■ **What you have to do**:
If a line in the records contains the string "MirrorError", show that line.

■ **Material for this exercise**:
((

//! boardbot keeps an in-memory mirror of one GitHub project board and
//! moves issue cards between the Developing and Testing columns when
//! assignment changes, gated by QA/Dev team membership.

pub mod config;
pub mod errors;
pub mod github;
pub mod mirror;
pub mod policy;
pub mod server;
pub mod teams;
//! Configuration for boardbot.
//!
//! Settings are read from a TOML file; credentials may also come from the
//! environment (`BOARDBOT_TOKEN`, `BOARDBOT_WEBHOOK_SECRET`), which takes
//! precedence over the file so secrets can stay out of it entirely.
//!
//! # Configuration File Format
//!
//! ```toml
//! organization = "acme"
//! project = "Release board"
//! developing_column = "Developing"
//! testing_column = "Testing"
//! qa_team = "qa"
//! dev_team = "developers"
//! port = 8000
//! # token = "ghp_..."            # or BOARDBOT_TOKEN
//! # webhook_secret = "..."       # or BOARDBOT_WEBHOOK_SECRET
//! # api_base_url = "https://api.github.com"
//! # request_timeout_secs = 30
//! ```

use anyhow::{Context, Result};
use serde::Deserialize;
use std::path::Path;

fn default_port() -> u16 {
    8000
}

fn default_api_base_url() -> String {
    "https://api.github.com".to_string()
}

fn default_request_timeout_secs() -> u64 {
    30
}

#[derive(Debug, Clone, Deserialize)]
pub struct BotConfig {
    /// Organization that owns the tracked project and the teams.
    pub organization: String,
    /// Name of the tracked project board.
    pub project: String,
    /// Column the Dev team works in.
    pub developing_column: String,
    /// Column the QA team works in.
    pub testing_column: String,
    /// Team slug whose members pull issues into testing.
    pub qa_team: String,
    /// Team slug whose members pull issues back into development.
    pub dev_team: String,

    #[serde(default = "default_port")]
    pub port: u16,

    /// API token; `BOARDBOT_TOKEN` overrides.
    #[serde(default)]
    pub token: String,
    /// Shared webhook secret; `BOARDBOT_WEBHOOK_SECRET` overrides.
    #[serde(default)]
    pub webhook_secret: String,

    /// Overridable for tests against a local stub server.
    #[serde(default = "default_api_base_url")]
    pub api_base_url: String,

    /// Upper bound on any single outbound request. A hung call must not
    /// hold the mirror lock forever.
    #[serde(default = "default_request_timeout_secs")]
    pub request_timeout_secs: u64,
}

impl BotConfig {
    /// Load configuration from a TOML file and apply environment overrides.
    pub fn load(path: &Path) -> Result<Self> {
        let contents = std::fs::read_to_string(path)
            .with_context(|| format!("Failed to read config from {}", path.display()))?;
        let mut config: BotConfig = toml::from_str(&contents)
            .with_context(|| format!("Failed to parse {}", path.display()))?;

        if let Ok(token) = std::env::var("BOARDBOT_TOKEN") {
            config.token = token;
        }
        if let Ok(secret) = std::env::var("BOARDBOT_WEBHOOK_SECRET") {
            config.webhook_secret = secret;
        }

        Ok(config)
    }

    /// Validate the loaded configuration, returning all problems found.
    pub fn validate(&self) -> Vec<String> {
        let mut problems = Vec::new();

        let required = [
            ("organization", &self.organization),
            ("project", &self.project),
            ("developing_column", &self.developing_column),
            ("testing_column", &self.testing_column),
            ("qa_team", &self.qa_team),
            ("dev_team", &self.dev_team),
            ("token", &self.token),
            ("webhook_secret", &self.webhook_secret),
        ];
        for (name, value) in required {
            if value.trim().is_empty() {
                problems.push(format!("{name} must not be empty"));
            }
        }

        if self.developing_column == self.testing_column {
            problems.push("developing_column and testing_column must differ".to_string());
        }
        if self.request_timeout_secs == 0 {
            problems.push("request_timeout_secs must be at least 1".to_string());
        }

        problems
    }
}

))
((

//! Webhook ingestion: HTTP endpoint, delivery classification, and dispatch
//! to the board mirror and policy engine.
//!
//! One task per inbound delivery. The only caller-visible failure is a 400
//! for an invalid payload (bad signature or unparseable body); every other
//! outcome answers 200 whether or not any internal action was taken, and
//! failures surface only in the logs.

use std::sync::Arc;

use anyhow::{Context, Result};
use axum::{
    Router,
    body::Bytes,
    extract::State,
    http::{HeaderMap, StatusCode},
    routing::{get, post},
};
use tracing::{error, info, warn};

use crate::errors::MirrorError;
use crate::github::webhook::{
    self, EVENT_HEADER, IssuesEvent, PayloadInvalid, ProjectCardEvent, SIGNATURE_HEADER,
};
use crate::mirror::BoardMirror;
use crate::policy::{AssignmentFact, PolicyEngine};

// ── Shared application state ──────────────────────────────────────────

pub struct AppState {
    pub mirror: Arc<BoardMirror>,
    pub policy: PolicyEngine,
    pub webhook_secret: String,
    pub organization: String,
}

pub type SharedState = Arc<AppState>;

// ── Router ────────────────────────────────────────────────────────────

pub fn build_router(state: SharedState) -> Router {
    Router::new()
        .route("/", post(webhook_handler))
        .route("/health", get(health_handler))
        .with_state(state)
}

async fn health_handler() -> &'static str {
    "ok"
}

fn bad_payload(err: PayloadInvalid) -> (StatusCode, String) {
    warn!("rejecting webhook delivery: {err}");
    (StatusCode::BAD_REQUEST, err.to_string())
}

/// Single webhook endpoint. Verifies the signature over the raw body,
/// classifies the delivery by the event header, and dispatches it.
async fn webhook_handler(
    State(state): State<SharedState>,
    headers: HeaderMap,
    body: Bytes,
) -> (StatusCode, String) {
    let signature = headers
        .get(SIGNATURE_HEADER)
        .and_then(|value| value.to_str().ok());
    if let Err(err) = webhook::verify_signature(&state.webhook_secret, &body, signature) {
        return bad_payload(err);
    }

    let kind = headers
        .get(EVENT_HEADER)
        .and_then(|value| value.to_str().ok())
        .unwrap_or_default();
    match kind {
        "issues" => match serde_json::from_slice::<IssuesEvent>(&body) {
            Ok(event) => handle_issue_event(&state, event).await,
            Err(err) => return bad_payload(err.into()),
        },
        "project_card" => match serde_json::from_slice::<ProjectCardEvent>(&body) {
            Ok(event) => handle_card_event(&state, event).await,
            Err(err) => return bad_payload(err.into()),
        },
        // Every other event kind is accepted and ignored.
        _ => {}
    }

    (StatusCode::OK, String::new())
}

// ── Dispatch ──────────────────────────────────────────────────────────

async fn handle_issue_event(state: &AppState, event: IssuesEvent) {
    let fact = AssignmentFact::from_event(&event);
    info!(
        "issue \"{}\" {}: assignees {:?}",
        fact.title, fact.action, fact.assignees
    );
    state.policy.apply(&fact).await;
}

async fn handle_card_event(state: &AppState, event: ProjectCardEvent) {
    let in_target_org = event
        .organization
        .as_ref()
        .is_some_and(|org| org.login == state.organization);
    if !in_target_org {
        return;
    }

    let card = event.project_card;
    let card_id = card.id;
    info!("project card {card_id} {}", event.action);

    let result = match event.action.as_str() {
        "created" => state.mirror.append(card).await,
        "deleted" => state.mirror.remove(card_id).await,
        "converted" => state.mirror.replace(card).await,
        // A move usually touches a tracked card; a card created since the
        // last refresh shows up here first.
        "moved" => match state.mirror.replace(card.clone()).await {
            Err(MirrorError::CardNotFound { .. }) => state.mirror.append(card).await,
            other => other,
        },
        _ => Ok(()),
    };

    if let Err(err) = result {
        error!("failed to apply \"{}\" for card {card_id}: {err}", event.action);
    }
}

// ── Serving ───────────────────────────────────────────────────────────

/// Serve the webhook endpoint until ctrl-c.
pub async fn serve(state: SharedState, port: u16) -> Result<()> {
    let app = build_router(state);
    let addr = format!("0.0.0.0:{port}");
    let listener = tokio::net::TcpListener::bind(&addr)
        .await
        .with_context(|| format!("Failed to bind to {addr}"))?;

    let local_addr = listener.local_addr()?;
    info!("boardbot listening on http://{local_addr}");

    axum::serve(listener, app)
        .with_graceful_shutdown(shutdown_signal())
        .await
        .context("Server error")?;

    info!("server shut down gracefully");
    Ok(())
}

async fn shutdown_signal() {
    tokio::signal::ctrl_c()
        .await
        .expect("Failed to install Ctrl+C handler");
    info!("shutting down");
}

))

■ **Your response**:
use crate::errors::MirrorError;
            Err(MirrorError::CardNotFound { .. }) => state.mirror.append(card).await,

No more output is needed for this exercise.